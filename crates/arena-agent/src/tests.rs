//! Unit tests for arena-agent.

use arena_core::{AgentId, PoiId, Vec3};

use crate::{AgentSpec, AgentStore, AgentStoreBuilder, Behavior};

// ── Helpers ───────────────────────────────────────────────────────────────────

fn trio() -> AgentStore {
    AgentStoreBuilder::new()
        .agent(AgentSpec::new("a", "Alpha", "#4F46E5").targeting(PoiId(0)))
        .agent(AgentSpec::new("b", "Beta", "#10B981").targeting(PoiId(1)))
        .agent(AgentSpec::new("c", "Gamma", "#F59E0B").targeting(PoiId(2)))
        .build()
        .unwrap()
}

// ── Builder ───────────────────────────────────────────────────────────────────

#[cfg(test)]
mod builder {
    use super::*;

    #[test]
    fn agents_start_idle_and_unfollowed() {
        let store = trio();
        assert_eq!(store.len(), 3);
        for (i, a) in store.iter().enumerate() {
            assert_eq!(a.id, AgentId(i as u32));
            assert_eq!(a.behavior, Behavior::Idle);
            assert!(a.following.is_none());
            assert!(a.dwell.is_empty());
        }
        assert_eq!(store.find("b"), Some(AgentId(1)));
        assert_eq!(store.find("zzz"), None);
    }

    #[test]
    fn duplicate_key_rejected() {
        let result = AgentStoreBuilder::new()
            .agent(AgentSpec::new("a", "A", "#000"))
            .agent(AgentSpec::new("a", "A2", "#fff"))
            .build();
        assert!(result.is_err());
    }
}

// ── Named operations ──────────────────────────────────────────────────────────

#[cfg(test)]
mod operations {
    use super::*;

    #[test]
    fn unknown_id_is_noop() {
        let mut store = trio();
        let before = store.clone();
        let ghost = AgentId(42);
        assert!(!store.update_position(ghost, Vec3::ONE));
        assert!(!store.update_look_at(ghost, Vec3::ONE));
        assert!(!store.update_behavior(ghost, Behavior::Moving));
        assert!(!store.set_target(ghost, PoiId(0)));
        assert!(!store.add_dwell(ghost, PoiId(0), 1.0));
        assert!(!store.set_following(ghost, Some(AgentId(0))));
        assert_eq!(store.agents(), before.agents());
    }

    #[test]
    fn set_target_switches_to_moving() {
        let mut store = trio();
        assert!(store.set_target(AgentId(0), PoiId(5)));
        let a = store.get(AgentId(0)).unwrap();
        assert_eq!(a.target_poi, Some(PoiId(5)));
        assert_eq!(a.behavior, Behavior::Moving);
    }

    #[test]
    fn dwell_never_decreases() {
        let mut store = trio();
        store.add_dwell(AgentId(1), PoiId(1), 0.5);
        store.add_dwell(AgentId(1), PoiId(1), 0.25);
        assert!(!store.add_dwell(AgentId(1), PoiId(1), -3.0));
        assert!(!store.add_dwell(AgentId(1), PoiId(1), f32::NAN));
        assert_eq!(store.get(AgentId(1)).unwrap().dwell_at(PoiId(1)), 0.75);
        assert_eq!(store.get(AgentId(1)).unwrap().dwell_at(PoiId(9)), 0.0);
    }
}

// ── Follow relation ───────────────────────────────────────────────────────────

#[cfg(test)]
mod following {
    use super::*;

    #[test]
    fn follow_merges_name_into_leader() {
        let mut store = trio();
        assert!(store.set_following(AgentId(1), Some(AgentId(0))));
        let beta = store.get(AgentId(1)).unwrap();
        assert_eq!(beta.following, Some(AgentId(0)));
        assert_eq!(beta.behavior, Behavior::Following);
        let alpha = store.get(AgentId(0)).unwrap();
        assert_eq!(alpha.merged_with, vec!["Beta".to_string()]);
        assert_eq!(alpha.display_name(), "Alpha + Beta");
    }

    #[test]
    fn self_follow_and_chains_rejected() {
        let mut store = trio();
        assert!(!store.set_following(AgentId(0), Some(AgentId(0))));
        store.set_following(AgentId(1), Some(AgentId(0)));
        // Gamma may not follow Beta, who is already following.
        assert!(!store.set_following(AgentId(2), Some(AgentId(1))));
        // Alpha is being followed, so it may not follow anyone.
        assert!(!store.set_following(AgentId(0), Some(AgentId(2))));
    }

    #[test]
    fn switching_leader_moves_name() {
        let mut store = trio();
        store.set_following(AgentId(1), Some(AgentId(0)));
        assert!(store.set_following(AgentId(1), Some(AgentId(2))));
        assert!(store.get(AgentId(0)).unwrap().merged_with.is_empty());
        assert_eq!(store.get(AgentId(2)).unwrap().merged_with, vec!["Beta".to_string()]);
    }

    #[test]
    fn release_restores_free_movement() {
        let mut store = trio();
        store.set_following(AgentId(1), Some(AgentId(0)));
        assert!(store.set_following(AgentId(1), None));
        let beta = store.get(AgentId(1)).unwrap();
        assert!(beta.following.is_none());
        assert_eq!(beta.behavior, Behavior::Moving);
        assert!(store.get(AgentId(0)).unwrap().merged_with.is_empty());
        // Releasing an agent that follows nobody is a no-op.
        assert!(!store.set_following(AgentId(1), None));
    }

    #[test]
    fn target_on_follower_is_remembered_not_acted_on() {
        let mut store = trio();
        store.set_following(AgentId(1), Some(AgentId(0)));
        assert!(store.set_target(AgentId(1), PoiId(7)));
        let beta = store.get(AgentId(1)).unwrap();
        assert_eq!(beta.behavior, Behavior::Following);
        assert_eq!(beta.target_poi, Some(PoiId(7)));
    }
}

....

Please write out, exactly as they appear, the lines from the line containing "assert!(!store.set_following(AgentId(1), None));" through the last line of the records above, both included.

        assert!(!store.set_following(AgentId(1), None));
    }

    #[test]
    fn target_on_follower_is_remembered_not_acted_on() {
        let mut store = trio();
        store.set_following(AgentId(1), Some(AgentId(0)));
        assert!(store.set_target(AgentId(1), PoiId(7)));
        let beta = store.get(AgentId(1)).unwrap();
        assert_eq!(beta.behavior, Behavior::Following);
        assert_eq!(beta.target_poi, Some(PoiId(7)));
    }
}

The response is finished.